Question: I have not actually been persecuted in the past. I am just deathly afraid to go back because of what will happen to me. Is this a problem?

Answer: No. If you can show that you have a well founded fear of future persecution, then it is not necessary to show past persecution. If on the other hand, you were able to show past persecution, then it is presumed you will suffer future persecution. Thus, you have more of a hurdle to get over, but if you will be persecuted upon your return to your home country, you are certainly eligible to apply for asylum.

Question: If I am granted asylum, can my wife and children come to the United States with me and will I be able to work?

Answer: After an alien is granted asylum, he or she is called an asylee. His or her spouse and children may be granted permission to reside in the United States. An asylee will receive appropriate authorization to enable him or her to work in the United States. Finally, because asylum is a temporary status, the asylee can apply for other, more permanent, types of status in the United States.

Door is Closed for Professionals

Question: I came here on a visitor visa 3 months ago and now I would like to apply for the H-1B. What must I do?

Answer: Unfortunately, you are too late for this years allotment. As of October 1, 2004, all H-1B’s have been allotted for the next fiscal year until October 1, 2005. Thus, as unfair as it seems, the day the new year’s allotment was opened, it was shut off and closed.

The H-1B Cap prohibits U.S. Employers from hiring global talent On October 1, 2004. USCIS officials announced that the H-1B cap on visas for highly educated foreign professionals had been reached. Unless Congress takes action before the end of the 108th session, employers will be barred from hiring new H-1B foreign professionals for an entire year. Essential action would include exempting from the H-1B numerical cap graduates from U.S. universities who have earned a Master’s degree or higher. Such a rational solution to this crisis would help ensure a workable H-1B program that would give U.S. employers access to the talent they need and help retain jobs in America. A select number of H-1B professionals are graduates from U.S. top universities’ Master’s and PhD programs. In the graduate-level math and sciences programs, foreign nationals represent roughly half of all graduates. Prohibiting access to these world-class minds raises troubling issues. Not only would U.S. employers miss out on American-educated talent, but we would be handing this talent to our competitors abroad. Indeed, foreign countries are updating their immigration policies to attract this highly educated talent, making the competition to retain the best and the brightest that much more difficult for the United States to win. The exhaustion of this fiscal year’s visa numbers also has made it more difficult for Americans to receive needed services. For instance, it is not commonly known that H-1B professionals serve as doctors, teachers and researchers, and work to develop products and services that improve the lives of Americans.
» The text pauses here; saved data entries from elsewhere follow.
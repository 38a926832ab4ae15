use axum::{
    extract::{Path, State},
    http::StatusCode,
    response::{IntoResponse, Response},
    routing::{delete, get},
    Json, Router,
};
use ratiocheck_core::domain::AnalysisResult;
use ratiocheck_core::error::AnalyzeError;
use ratiocheck_core::orchestrator::Orchestrator;
use serde::Serialize;
use std::sync::Arc;
use std::time::Duration;
use tower_http::cors::CorsLayer;
use tower_http::trace::TraceLayer;
use tracing::Instrument;
use uuid::Uuid;

const SERVICE: &str = "ratiocheck-api";

#[derive(Clone)]
pub struct AppState {
    pub orchestrator: Arc<Orchestrator>,
    pub analyze_timeout: Duration,
}

pub fn router(state: AppState) -> Router {
    Router::new()
        .route("/", get(root))
        .route("/api/health", get(health))
        .route("/api/analyze/:ticker", get(analyze))
        .route("/api/cache", delete(clear_cache))
        .with_state(state)
        .layer(TraceLayer::new_for_http())
        .layer(CorsLayer::permissive())
}

#[derive(Debug, Serialize)]
struct ServiceInfo {
    service: &'static str,
    version: &'static str,
    health: &'static str,
    analyze: &'static str,
}

async fn root() -> Json<ServiceInfo> {
    Json(ServiceInfo {
        service: SERVICE,
        version: env!("CARGO_PKG_VERSION"),
        health: "/api/health",
        analyze: "/api/analyze/{ticker}",
    })
}

#[derive(Debug, Serialize)]
struct Health {
    status: &'static str,
    service: &'static str,
}

async fn health() -> Json<Health> {
    Json(Health {
        status: "healthy",
        service: SERVICE,
    })
}

enum ApiError {
    Analyze(AnalyzeError),
    Timeout(Duration),
}

#[derive(Debug, Serialize)]
struct ErrorBody {
    detail: String,
}

impl IntoResponse for ApiError {
    fn into_response(self) -> Response {
        let (status, detail) = match self {
            Self::Analyze(err) if err.is_client_error() => (StatusCode::BAD_REQUEST, err.to_string()),
            Self::Analyze(err) => {
                let err = anyhow::Error::new(err);
                sentry_anyhow::capture_anyhow(&err);
                tracing::error!(error = %err, "analysis failed");
                (StatusCode::INTERNAL_SERVER_ERROR, format!("error analyzing ticker: {err}"))
            }
            Self::Timeout(limit) => (
                StatusCode::GATEWAY_TIMEOUT,
                format!("analysis did not finish within {}s", limit.as_secs()),
            ),
        };
        (status, Json(ErrorBody { detail })).into_response()
    }
}

async fn analyze(
    State(state): State<AppState>,
    Path(ticker): Path<String>,
) -> Result<Json<AnalysisResult>, ApiError> {
    let span = tracing::info_span!("analyze", request_id = %Uuid::new_v4(), ticker = %ticker);

    // Dropping the analysis on timeout aborts its in-flight fetches.
    let analysis = tokio::time::timeout(state.analyze_timeout, state.orchestrator.analyze(&ticker))
        .instrument(span.clone())
        .await;

    match analysis {
        Ok(Ok(result)) => Ok(Json(result)),
        Ok(Err(err)) => Err(ApiError::Analyze(err)),
        Err(_) => {
            span.in_scope(|| tracing::warn!(timeout = ?state.analyze_timeout, "analysis timed out"));
            Err(ApiError::Timeout(state.analyze_timeout))
        }
    }
}

#[derive(Debug, Serialize)]
struct Cleared {
    cleared: usize,
}

async fn clear_cache(State(state): State<AppState>) -> Json<Cleared> {
    let cache = state.orchestrator.cache();
    let cleared = cache.len();
    cache.clear();
    tracing::info!(cleared, "reading cache cleared");
    Json(Cleared { cleared })
}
H-1B professionals include psychologists and special education instructors who work with the mentally challenged, engineers who design tunnels and subway corridors that can withstand terrorist attacks, and biomedical researchers central to the fight against cancer, AIDS and other diseases. Without access to these highly educated foreign professionals, America will suffer. Not only will our ability to provide benefits to our own citizens be diminished, but the glow of American innovation that results from having access from the world’s brightest minds may be forever dimmed.

Question: Are there any other options?

Answer: There are other types of nonimmigrant visas such as the O, E, L, and other H’s. You should definitely look into those other options and not go out of status.